Community action research will engage with African and African-American families to understand and address barriers and inequities related to kindergarten readiness and transition. Research has shown that black children often face disparities in school readiness, which signal disparate educational, economic and social outcomes later in life.

A Meyer Memorial Trust award of $148,000, with an addition of $89,000 from other donors to The Library Foundation, with support from the Collins Foundation, will fund this work.

The work builds on a 2011 library research grant, Preparing African American Children for Kindergarten Readiness, which showed that African American families do not always feel welcome and included in educational institutions and in libraries.
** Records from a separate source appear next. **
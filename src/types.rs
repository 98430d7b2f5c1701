//! CMS Usage Statistics - Type System
//!
//! - `category`: The closed set of tracked telemetry dimensions
//! - `records`: Raw count rows, submissions and intermediate accumulations
//! - `report`: Client-facing response shapes and their JSON encoding
//! - `statistics`: Import bookkeeping

pub mod category;
pub mod records;
pub mod report;
pub mod statistics;

pub use category::Category;
pub use records::{Bucket, CombinedRecord, CountRecord, NameCount, Submission};
pub use report::{CategoryData, CombinedTable, ReportData, ReportResponse, TOTAL_KEY};
pub use statistics::{ImportStats, TimingInfo};
//! Mathematical utility functions for report sanitisation
//!
//! Percentage helpers with proper zero-division handling, shared by the
//! sanitiser and anything else that turns counts into shares.

/// Calculate percentage safely for u64 values, returning 0.0 if total is zero.
///
/// **Precision Note**: Large u64 values (>2^53) may lose precision when cast to f64.
/// This is acceptable for percentage display purposes where sub-percentage precision
/// is not critical.
///
/// # Examples
/// ```
/// use cms_stats::utils::math::safe_percentage_u64;
///
/// assert_eq!(safe_percentage_u64(50, 100), 50.0);
/// assert_eq!(safe_percentage_u64(0, 100), 0.0);
/// assert_eq!(safe_percentage_u64(50, 0), 0.0);  // Zero-division guard
/// ```
#[inline]
pub fn safe_percentage_u64(part: u64, total: u64) -> f64 {
    if total == 0 {
        0.0
    } else {
        (part as f64 / total as f64) * 100.0
    }
}

/// Round to a fixed number of decimal places, halves away from zero.
///
/// The scaled value is first cut to 15 significant digits, so a decimal half
/// stored as `...4999999` in binary still rounds up (`14.375` -> `14.38`).
///
/// ```
/// use cms_stats::utils::math::round_to;
///
/// assert_eq!(round_to(33.333333, 2), 33.33);
/// assert_eq!(round_to(66.666666, 2), 66.67);
/// assert_eq!(round_to(12.5, 0), 13.0);
/// assert_eq!(round_to(14.375, 2), 14.38);
/// ```
#[inline]
pub fn round_to(value: f64, places: i32) -> f64 {
    let factor = 10f64.powi(places);
    let scaled = value * factor;
    let pre_rounded: f64 = format!("{:.14e}", scaled).parse().unwrap_or(scaled);
    pre_rounded.round() / factor
}

/// Share of `total` taken by `part`, as a percentage rounded to two places.
///
/// Returns 0.0 when `total` is zero.
#[inline]
pub fn rounded_percentage(part: u64, total: u64) -> f64 {
    round_to(safe_percentage_u64(part, total), 2)
}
This effort advances Multnomah County Library’s culturally relevant service, which includes staff, materials and programs for five languages other than English and for the black community. That service also includes Black Cultural Library Advocate staff, the library’s Diversity, Equity and Inclusion program and aligns with the library’s organizational priorities.

The initiative is led by Multnomah County Library and made possible by gifts to The Library Foundation, including grants from Meyer Memorial Trust and the Collins Foundation. The library will issue a request for proposals for research expertise to lead the work in December 2018 with community outreach and research set to begin in spring of 2019.

"A public library should be a community’s most open and inclusive institution," said Director of Libraries Vailey Oehlke. “Thanks to the generosity of Meyer Memorial Trust and the support of The Library Foundation, Multnomah County Library can live that value, better serve black families and eliminate barriers for those who are oppressed or have been oppressed.”